[[ Source information, beginning ]]

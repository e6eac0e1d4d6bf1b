//! Benchmark profiles and utilities for the Aperture pipeline.
//!
//! Provides pre-built grids and fit configurations for benchmarking and
//! examples:
//!
//! - [`reference_grid`]: 26x56 gradient portrait (one standard leaf bank)
//! - [`stress_grid`]: 64x128 seeded random grid for worst-case sequencing
//! - [`reference_fit_config`]: the device limit the benchmarks fit under

#![forbid(unsafe_code)]
#![deny(rustdoc::broken_intra_doc_links)]

use aperture_core::IntensityGrid;
use aperture_field::FitConfig;
use aperture_test_utils::{gradient_grid, random_grid};

/// Build the reference benchmark grid: a 26x56 centered gradient.
///
/// 26 rows matches a standard leaf-pair count; 56 columns matches the
/// default machine geometry. Smooth content, so sequencing cost is
/// dominated by trajectory building rather than breakpoint churn.
pub fn reference_grid() -> IntensityGrid {
    gradient_grid(26, 56)
}

/// Build the stress benchmark grid: 64x128 uniform random 8-bit values.
///
/// Random content maximizes breakpoint count per row, the sweep's
/// worst case. Seeded, so every run sequences the same grid.
pub fn stress_grid(seed: u64) -> IntensityGrid {
    random_grid(64, 128, seed)
}

/// The fit configuration benchmarks run under: the stock 499-point
/// device limit with default search parameters.
pub fn reference_fit_config() -> FitConfig {
    FitConfig::default()
}
//! Mapping from grid columns to physical leaf positions.

/// Physical description of the leaf banks.
///
/// Trajectories are column-indexed; the control file wants millimetres.
/// The geometry maps a column index onto a position along the leaf
/// travel axis, offset per bank so that column 0 places both leaves at
/// their rest positions.
#[derive(Clone, Debug, PartialEq)]
pub struct MachineGeometry {
    /// Usable leaf travel spanned by the grid, in millimetres.
    pub travel_distance_mm: f64,
    /// Number of grid columns the travel is divided into.
    pub column_count: u32,
    /// Rest position of the leading bank (bank A), in millimetres.
    pub bank_a_rest_mm: f64,
    /// Rest position of the trailing bank (bank B), in millimetres.
    pub bank_b_rest_mm: f64,
}

impl MachineGeometry {
    /// Travel per grid column, in millimetres.
    pub fn step_mm(&self) -> f64 {
        self.travel_distance_mm / f64::from(self.column_count)
    }

    /// Physical position of a leading (bank A) leaf at `column`.
    pub fn bank_a_mm(&self, column: u32) -> f64 {
        self.bank_a_rest_mm + f64::from(column) * self.step_mm()
    }

    /// Physical position of a trailing (bank B) leaf at `column`.
    pub fn bank_b_mm(&self, column: u32) -> f64 {
        self.bank_b_rest_mm + f64::from(column) * self.step_mm()
    }
}

impl Default for MachineGeometry {
    fn default() -> Self {
        Self {
            travel_distance_mm: 140.0,
            column_count: 56,
            bank_a_rest_mm: -70.0,
            bank_b_rest_mm: -70.0,
        }
    }
}
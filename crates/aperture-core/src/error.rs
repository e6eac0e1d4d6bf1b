//! Error types for the Aperture pipeline, organized by subsystem:
//! configuration validation, field assembly, and the compression fitter.

use std::error::Error;
use std::fmt;

use crate::id::PairId;

/// Errors detected before any sequencing work starts.
///
/// All of these are caller mistakes and fail fast: the fitter refuses to
/// enter its search loop with a configuration that cannot terminate.
#[derive(Clone, Debug, PartialEq)]
pub enum ConfigError {
    /// The intensity grid has zero rows or zero columns.
    EmptyGrid,
    /// A grid row's length differs from the declared column count.
    RaggedGrid {
        /// Index of the offending row.
        row: usize,
        /// Expected column count.
        expected: usize,
        /// Actual length found.
        found: usize,
    },
    /// The device control-point limit is zero.
    InvalidControlLimit {
        /// The invalid value.
        value: usize,
    },
    /// The initial compression factor is non-positive or not finite.
    InvalidInitialFactor {
        /// The invalid value.
        value: f64,
    },
    /// The factor increment is non-positive or not finite. A zero or
    /// negative increment makes the fitter's search non-terminating.
    InvalidIncrement {
        /// The invalid value.
        value: f64,
    },
}

impl fmt::Display for ConfigError {
    fn fmt(&self, f: &mut fmt::Formatter<'_>) -> fmt::Result {
        match self {
            Self::EmptyGrid => write!(f, "intensity grid has no cells"),
            Self::RaggedGrid {
                row,
                expected,
                found,
            } => write!(
                f,
                "grid row {row} has {found} columns, expected {expected}"
            ),
            Self::InvalidControlLimit { value } => {
                write!(f, "control-point limit must be at least 1, got {value}")
            }
            Self::InvalidInitialFactor { value } => {
                write!(f, "initial factor must be finite and positive, got {value}")
            }
            Self::InvalidIncrement { value } => {
                write!(f, "factor increment must be finite and positive, got {value}")
            }
        }
    }
}

impl Error for ConfigError {}

/// Errors from normalizing trajectories into a fixed-length field.
#[derive(Clone, Debug, PartialEq, Eq)]
pub enum AssembleError {
    /// A pair's trajectory is longer than the device limit. The fitter
    /// exists to prevent this; seeing it means sequencing and the limit
    /// disagree, so it is fatal rather than recoverable.
    LimitExceeded {
        /// The offending pair.
        pair: PairId,
        /// The trajectory's control-point count.
        length: usize,
        /// The device limit it exceeded.
        limit: usize,
    },
}

impl fmt::Display for AssembleError {
    fn fmt(&self, f: &mut fmt::Formatter<'_>) -> fmt::Result {
        match self {
            Self::LimitExceeded {
                pair,
                length,
                limit,
            } => write!(
                f,
                "pair {pair} trajectory has {length} control points, limit is {limit}"
            ),
        }
    }
}

impl Error for AssembleError {}

/// Errors from the compression-fitter search.
///
/// The fitter's inner computation is pure and error-free for valid
/// input; the only propagated failure is a limit violation that no
/// further factor adjustment can resolve.
#[derive(Clone, Debug, PartialEq)]
pub enum FitError {
    /// Configuration rejected before the search started.
    Config(ConfigError),
    /// Even the smallest reachable factor produces a trajectory over the
    /// device limit. No partial output is returned.
    LimitExceeded {
        /// The worst pair at the final attempted factor.
        pair: PairId,
        /// That pair's trajectory length.
        length: usize,
        /// The device limit.
        limit: usize,
        /// The factor at which the search gave up.
        factor: f64,
    },
}

impl fmt::Display for FitError {
    fn fmt(&self, f: &mut fmt::Formatter<'_>) -> fmt::Result {
        match self {
            Self::Config(e) => write!(f, "config: {e}"),
            Self::LimitExceeded {
                pair,
                length,
                limit,
                factor,
            } => write!(
                f,
                "pair {pair} needs {length} control points (limit {limit}) \
                 even at factor {factor}"
            ),
        }
    }
}

impl Error for FitError {
    fn source(&self) -> Option<&(dyn Error + 'static)> {
        match self {
            Self::Config(e) => Some(e),
            _ => None,
        }
    }
}

impl From<ConfigError> for FitError {
    fn from(e: ConfigError) -> Self {
        Self::Config(e)
    }
}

[[ Source information, end ]]

Among the lines above, count those containing "pipeline" and give only that count.

◆ **Response**: 2